Nos lectures nous mènent souvent dans des directions imprévisibles. J’ai découvert, ce matin, AEShareNet, un organisme australien qui facilite l’acquisition de licences sur des ressources éducatives. Comme j’ai trouvé la référence dans un livre sur CC, ma curioisité fut tout de suite piquée.

AEShareNet se présente comme suit sur le site : « AEShareNet is a collaborative system to streamline the licensing of intellectual property so that Australian learning materials are developed, shared and adapted efficiently. »

Les quelques minutes passées sur le site m’ont cependant permis de constater que tout n’est pas gratuit sur AEShareNEt. On y parle d’une licence ( à la CC ) pour une bonne part du matériel proposé.

Y a-t-il là une idée à retenir pour les ressources numériques au Québec? Que celui ou celle qui tirera cela au clair le premier, vienne en parler ici. Je promets de revenir sur le sujet quand j’en saurai davantage.

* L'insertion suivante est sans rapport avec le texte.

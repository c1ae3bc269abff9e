//! Token-bucket rate limiter for outbound API calls.
//!
//! One limiter is shared by every caller in the process. Tokens refill
//! continuously at `requests_per_second` up to `capacity`. A caller that finds
//! the bucket empty reserves the next token (the count goes negative) while
//! holding the lock, then sleeps outside the lock for exactly the time that
//! token needs to accrue. Reservations are granted in lock order, so the
//! aggregate grant rate never exceeds the configured rate no matter how many
//! callers race.
//!
//! A reservation is not refunded if the waiting caller is cancelled. This can
//! only make the limiter stricter, never looser.

use std::sync::Mutex;
use std::time::Duration;

use tokio::time::Instant;
use tracing::debug;

use crate::config::RateLimitConfig;
use crate::error::{InspireError, Result};

#[derive(Debug)]
struct Bucket {
    /// Available tokens. Negative values are outstanding reservations.
    tokens: f64,
    last_refill: Instant,
}

/// Process-wide token bucket.
#[derive(Debug)]
pub struct RateLimiter {
    state: Mutex<Bucket>,
    rate: f64,
    capacity: f64,
    max_wait: Option<Duration>,
}

/// Point-in-time view of the limiter.
#[derive(Debug, Clone, PartialEq)]
pub struct RateLimiterStatus {
    pub requests_per_second: f64,
    pub capacity: u32,
    /// Tokens available right now; negative while callers are queued.
    pub tokens: f64,
}

impl RateLimiter {
    /// Create a limiter admitting `requests_per_second` with a bucket of `burst` tokens.
    ///
    /// The bucket starts full.
    pub fn new(requests_per_second: f64, burst: u32) -> Result<Self> {
        if !requests_per_second.is_finite() || requests_per_second <= 0.0 {
            return Err(InspireError::Config(format!(
                "requests_per_second must be a positive number, got {}",
                requests_per_second
            )));
        }
        if burst == 0 {
            return Err(InspireError::Config("burst must be at least 1".into()));
        }
        let capacity = f64::from(burst);
        Ok(Self {
            state: Mutex::new(Bucket {
                tokens: capacity,
                last_refill: Instant::now(),
            }),
            rate: requests_per_second,
            capacity,
            max_wait: None,
        })
    }

    pub fn from_config(config: &RateLimitConfig) -> Result<Self> {
        Ok(Self::new(config.requests_per_second, config.burst)?.with_max_wait(config.max_wait()))
    }

    /// Bound how long `acquire` may wait. Longer waits fail with
    /// [`InspireError::ThrottleTimeout`] without consuming a token.
    pub fn with_max_wait(mut self, max_wait: Option<Duration>) -> Self {
        self.max_wait = max_wait;
        self
    }

    /// Wait until a permit is available and take it.
    ///
    /// Returns how long the caller was delayed.
    pub async fn acquire(&self) -> Result<Duration> {
        let wait = self.reserve()?;
        if !wait.is_zero() {
            debug!(waited_ms = wait.as_millis() as u64, "Rate limiting outbound request");
            tokio::time::sleep(wait).await;
        }
        Ok(wait)
    }

    pub fn status(&self) -> RateLimiterStatus {
        let mut bucket = self.state.lock().expect("rate limiter lock poisoned");
        self.refill(&mut bucket);
        RateLimiterStatus {
            requests_per_second: self.rate,
            capacity: self.capacity as u32,
            tokens: bucket.tokens,
        }
    }

    /// Take one token, returning how long the caller must sleep before using it.
    fn reserve(&self) -> Result<Duration> {
        let mut bucket = self.state.lock().expect("rate limiter lock poisoned");
        self.refill(&mut bucket);

        let wait = if bucket.tokens >= 1.0 {
            Duration::ZERO
        } else {
            // Waits past what a `Duration` can hold saturate.
            Duration::try_from_secs_f64((1.0 - bucket.tokens) / self.rate).unwrap_or(Duration::MAX)
        };
        if let Some(max) = self.max_wait {
            if wait > max {
                return Err(InspireError::ThrottleTimeout(wait));
            }
        }
        bucket.tokens -= 1.0;
        Ok(wait)
    }

    fn refill(&self, bucket: &mut Bucket) {
        let now = Instant::now();
        let elapsed = now.saturating_duration_since(bucket.last_refill);
        bucket.tokens = (bucket.tokens + elapsed.as_secs_f64() * self.rate).min(self.capacity);
        bucket.last_refill = now;
    }
}

#[cfg(test)]
mod tests {
    use super::*;
    use std::sync::Arc;

    #[test]
    fn test_rejects_invalid_rate() {
        assert!(matches!(
            RateLimiter::new(0.0, 1),
            Err(InspireError::Config(_))
        ));
        assert!(RateLimiter::new(-2.0, 1).is_err());
        assert!(RateLimiter::new(f64::INFINITY, 1).is_err());
        assert!(RateLimiter::new(1.0, 0).is_err());
    }

    #[tokio::test(start_paused = true)]
    async fn test_first_request_is_immediate() {
        let limiter = RateLimiter::new(2.0, 1).unwrap();
        let waited = limiter.acquire().await.unwrap();
        assert_eq!(waited, Duration::ZERO);
    }

    #[tokio::test(start_paused = true)]
    async fn test_back_to_back_calls_take_at_least_one_second() {
        let rate = 4u32;
        let limiter = RateLimiter::new(f64::from(rate), 1).unwrap();
        let start = Instant::now();
        for _ in 0..(2 * rate) {
            limiter.acquire().await.unwrap();
        }
        assert!(
            start.elapsed() >= Duration::from_secs(1),
            "2R permits granted in {:?}",
            start.elapsed()
        );
    }

    #[tokio::test(start_paused = true)]
    async fn test_never_more_than_rate_in_any_one_second_window() {
        let rate = 4usize;
        let limiter = Arc::new(RateLimiter::new(rate as f64, 1).unwrap());
        let start = Instant::now();

        let mut handles = Vec::new();
        for _ in 0..(3 * rate) {
            let limiter = Arc::clone(&limiter);
            handles.push(tokio::spawn(async move {
                limiter.acquire().await.unwrap();
                Instant::now()
            }));
        }
        let mut grants = Vec::new();
        for handle in handles {
            grants.push(handle.await.unwrap());
        }
        grants.sort();

        for (i, t) in grants.iter().enumerate() {
            let in_window = grants[i..]
                .iter()
                .take_while(|g| g.duration_since(*t) < Duration::from_secs(1))
                .count();
            assert!(in_window <= rate, "{} permits within 1s of {:?}", in_window, *t - start);
        }
        let elapsed = start.elapsed();
        assert!(elapsed >= Duration::from_millis(2750), "took {:?}", elapsed);
    }

    #[tokio::test(start_paused = true)]
    async fn test_tokens_refill_after_idle() {
        let limiter = RateLimiter::new(1.0, 1).unwrap();
        limiter.acquire().await.unwrap();
        tokio::time::sleep(Duration::from_secs(5)).await;
        // Capacity is 1, so five idle seconds buy exactly one free permit.
        assert_eq!(limiter.acquire().await.unwrap(), Duration::ZERO);
        assert!(limiter.acquire().await.unwrap() > Duration::ZERO);
    }

    #[tokio::test(start_paused = true)]
    async fn test_burst_capacity() {
        let limiter = RateLimiter::new(1.0, 3).unwrap();
        for _ in 0..3 {
            assert_eq!(limiter.acquire().await.unwrap(), Duration::ZERO);
        }
        assert!(limiter.acquire().await.unwrap() >= Duration::from_millis(999));
    }

    #[tokio::test(start_paused = true)]
    async fn test_max_wait_yields_throttle_timeout() {
        let limiter = RateLimiter::new(1.0, 1)
            .unwrap()
            .with_max_wait(Some(Duration::from_millis(500)));
        limiter.acquire().await.unwrap();
        let err = limiter.acquire().await.unwrap_err();
        assert!(matches!(err, InspireError::ThrottleTimeout(_)));

        // The refused caller did not consume a token.
        tokio::time::sleep(Duration::from_secs(1)).await;
        assert_eq!(limiter.acquire().await.unwrap(), Duration::ZERO);
    }

    #[tokio::test(start_paused = true)]
    async fn test_cancelled_waiter_does_not_loosen_limit() {
        let limiter = Arc::new(RateLimiter::new(1.0, 1).unwrap());
        limiter.acquire().await.unwrap();

        let waiter = {
            let limiter = Arc::clone(&limiter);
            tokio::spawn(async move { limiter.acquire().await })
        };
        tokio::task::yield_now().await;
        waiter.abort();

        let status = limiter.status();
        assert!(status.tokens < 0.0, "reservation should still be held");
    }

    #[test]
    fn test_from_config() {
        let cfg = RateLimitConfig {
            requests_per_second: 3.0,
            burst: 2,
            max_wait_secs: 0.0,
        };
        let limiter = RateLimiter::from_config(&cfg).unwrap();
        let status = limiter.status();
        assert_eq!(status.capacity, 2);
        assert_eq!(status.requests_per_second, 3.0);
    }

    #[tokio::test(start_paused = true)]
    async fn test_tiny_rate_saturates_wait() {
        let limiter = RateLimiter::new(1e-20, 1).unwrap();
        assert_eq!(limiter.acquire().await.unwrap(), Duration::ZERO);
        assert_eq!(limiter.reserve().unwrap(), Duration::MAX);
    }

    #[tokio::test(start_paused = true)]
    async fn test_tiny_rate_with_bound_is_throttle_timeout() {
        let limiter = RateLimiter::new(1e-20, 1)
            .unwrap()
            .with_max_wait(Some(Duration::from_secs(5)));
        limiter.acquire().await.unwrap();
        let err = limiter.acquire().await.unwrap_err();
        assert!(matches!(err, InspireError::ThrottleTimeout(d) if d == Duration::MAX));
    }

    #[test]
    fn test_from_config_huge_max_wait() {
        let cfg = RateLimitConfig {
            requests_per_second: 1.0,
            burst: 1,
            max_wait_secs: 1e30,
        };
        let limiter = RateLimiter::from_config(&cfg).unwrap();
        assert_eq!(limiter.max_wait, Some(Duration::MAX));
    }
}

Les tribunaux ne sont pas tous à droite

Un billet tiré du blog d’ATTAC montre qu’un tribunal fut plus « intelligent » que la direction d’un lycée en interdisant un jeu éducatif patronné par une banque. Il s’agit du jeu Masters de l’économie.

Y a-t-il des choses semblables dans nos écoles? Si vous êtes au courant d’une chose semblable, j’aimerais qu’on m’informe.

2005, que nous réserves-tu?

Non, je n’étais pas mort. Juste occupé par la période des Fêtes.

Ce début d’année nous force à réfléchir à ce qui risque de se produire en 2005. Déjà, la fin de 2004 nous a prouvé que la nature pouvait être meurtrière sans notre aide. Les humains sont capables de s’autodétruire, la nature aussi peut détruire. Espérons que tous ceux qui essaient de préserver notre petite planète seront davantage écouté en 2005.

Dans le domaine du libre, souhaitons que Linux réussira à s’implanter davantage sur les « desktop » et que Creative Commons incitera de plus en plus de gens à partager le fruit de leurs efforts.

Le papier pour l'avenir… des déchets atomiques

L’historien en moi s’est réveillé à la lecture de ce billet trouvé sur un blog dédiés aux formats ouverts. Il s’intitule « Plus fort que les formats ouverts électroniques ! », et vous le trouverez à la fin de la liste sur l’archivage.

Confronté au problème de laisser de l’information aux générations futures sur les caractéristiques d’un site d’enfouissement de déchets nucléaires, les responsables sont revenus à la solution papier. Nos descendants seront-ils privés d’histoire? Arriverons-nous à conserver toutes nos créations numériques pour nos petits-petits-petits-enfants? Un probème de taille. En tous les cas, un format ouvert ne nuira certainement pas dans 300 ans!